Réparti sur toute l’Asie

Le dhôle est principalement réparti en Asie du Sud et du Sud-Est, du Pakistan à l’ouest jusqu’à la Chine et la Corée à l’est. Il est également présent en Inde, au Tibet, au Bhoutan, en Thaïlande, au Laos, au Vietnam et en Malaisie. Il préfère les habitats de forêts tropicales et subtropicales, mais aussi les collines, les zones de prairies et de broussailles. Il aime les espaces ouverts et se déplace sur de vastes territoires, s’adaptant à une large variété d’environnements. On le trouve souvent sur les routes, les clairières, les lits de rivière et les chemins de jungle, où il se repose pendant la journée. En outre, des preuves solides attestent d’un mélange génétique ancien entre le dhôle et le chien sauvage d’Afrique, un rapprochement, qui selon certaines théories, a lieu au Pléistocène, lorsque l’espèce fréquente le Moyen-Orient, aux portes de l’Afrique du Nord.
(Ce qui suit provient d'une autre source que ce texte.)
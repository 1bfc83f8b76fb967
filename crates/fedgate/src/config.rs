// SPDX-License-Identifier: Apache-2.0 OR MIT
// Copyright (c) 2025-2026 fedgate maintainers

//! WAN gateway configuration.
//!
//! [`WanConfig`] is built by the embedding application (typically from its
//! RID/settings layer) and passed into the gateway constructor. The gateway
//! itself performs no configuration lookup.
//!
//! # Example
//!
//! ```
//! use fedgate::config::WanConfig;
//! use std::time::Duration;
//!
//! let config = WanConfig::for_router("router.example.net:23114")
//!     .with_bundle_limits(32_000, Duration::from_millis(10));
//! assert!(config.bundling);
//! ```

use std::time::Duration;

/// Configuration for the WAN gateway and its bundler.
#[derive(Clone, Debug)]
pub struct WanConfig {
    // === Router connection ===
    /// WAN router endpoint, `host:port`. Symbolic host names are resolved
    /// at connect time.
    pub router_address: String,

    /// Connection timeout for the router socket.
    pub connect_timeout: Duration,

    /// Enable TCP_NODELAY (disable Nagle's algorithm) on the router link.
    ///
    /// The bundler already aggregates writes, so Nagle adds latency
    /// without saving packets.
    pub nodelay: bool,

    /// SO_SNDBUF socket option (0 = OS default).
    pub socket_send_buffer: usize,

    /// SO_RCVBUF socket option (0 = OS default).
    pub socket_recv_buffer: usize,

    // === Bundling ===
    /// Bundle outgoing messages. When false every submit is flushed to the
    /// router immediately as a bundle of one.
    pub bundling: bool,

    /// Accumulated bytes that trigger a flush.
    pub bundle_size_limit: usize,

    /// Longest time messages are held before a flush.
    pub bundle_time_limit: Duration,

    /// Bounded wait for the final drain flush during disconnect.
    pub drain_timeout: Duration,

    // === Framing ===
    /// Maximum accepted frame size in bytes (anti-OOM protection).
    pub max_frame_size: usize,
}

impl Default for WanConfig {
    fn default() -> Self {
        Self {
            router_address: String::new(),

            connect_timeout: Duration::from_secs(5),
            nodelay: true,
            socket_send_buffer: 0, // OS default
            socket_recv_buffer: 0, // OS default

            bundling: true,
            bundle_size_limit: 64_000,
            bundle_time_limit: Duration::from_millis(20),
            drain_timeout: Duration::from_secs(2),

            max_frame_size: 16 * 1024 * 1024, // 16 MB
        }
    }
}

impl WanConfig {
    /// Create a config pointing at the given router endpoint.
    pub fn for_router(address: impl Into<String>) -> Self {
        Self {
            router_address: address.into(),
            ..Default::default()
        }
    }

    /// Builder: enable or disable message bundling.
    pub fn with_bundling(mut self, bundling: bool) -> Self {
        self.bundling = bundling;
        self
    }

    /// Builder: set the bundle size and time release triggers.
    pub fn with_bundle_limits(mut self, size_limit: usize, time_limit: Duration) -> Self {
        self.bundle_size_limit = size_limit;
        self.bundle_time_limit = time_limit;
        self
    }

    /// Builder: set the connect timeout.
    pub fn with_connect_timeout(mut self, timeout: Duration) -> Self {
        self.connect_timeout = timeout;
        self
    }

    /// Builder: set the socket buffer sizes (0 = OS default).
    pub fn with_socket_buffers(mut self, send: usize, recv: usize) -> Self {
        self.socket_send_buffer = send;
        self.socket_recv_buffer = recv;
        self
    }

    /// Builder: set the maximum accepted frame size.
    pub fn with_max_frame_size(mut self, size: usize) -> Self {
        self.max_frame_size = size;
        self
    }
}

#[cfg(test)]
mod tests {
    use super::*;

    #[test]
    fn test_defaults() {
        let config = WanConfig::default();
        assert!(config.bundling);
        assert_eq!(config.bundle_size_limit, 64_000);
        assert_eq!(config.bundle_time_limit, Duration::from_millis(20));
        assert_eq!(config.drain_timeout, Duration::from_secs(2));
        assert_eq!(config.max_frame_size, 16 * 1024 * 1024);
        assert!(config.nodelay);
        assert_eq!(config.socket_send_buffer, 0);
        assert_eq!(config.socket_recv_buffer, 0);
    }

    #[test]
    fn test_builders() {
        let config = WanConfig::for_router("10.0.0.1:23114")
            .with_bundling(false)
            .with_bundle_limits(1000, Duration::from_millis(5))
            .with_socket_buffers(1 << 20, 1 << 21)
            .with_max_frame_size(4096);

        assert_eq!(config.router_address, "10.0.0.1:23114");
        assert!(!config.bundling);
        assert_eq!(config.bundle_size_limit, 1000);
        assert_eq!(config.bundle_time_limit, Duration::from_millis(5));
        assert_eq!(config.socket_send_buffer, 1 << 20);
        assert_eq!(config.socket_recv_buffer, 1 << 21);
        assert_eq!(config.max_frame_size, 4096);
    }
}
Gravure du dhole sibérien, © crédit illustration Leopold v. Schrenck

Gravure du dhole sibérien, illustration de Leopold v. Schrenck

Une vie en meute hiérarchisée

Contrairement aux autres canidés sauvages, le dhôle a une structure sociale unique à la fois complexe et hautement organisée. Il vit en meute allant jusqu’à quarante individus, bien qu’en général, elle soit plus petite. Celle-ci est souvent dirigée par un couple dominant, composé d’un mâle et d’une femelle, qui a la priorité en matière de reproduction et de nourriture ; les autres membres incluent les jeunes de l’année précédente et de l’année en cours, ainsi que des individus plus âgés ayant quitté leur meute d’origine.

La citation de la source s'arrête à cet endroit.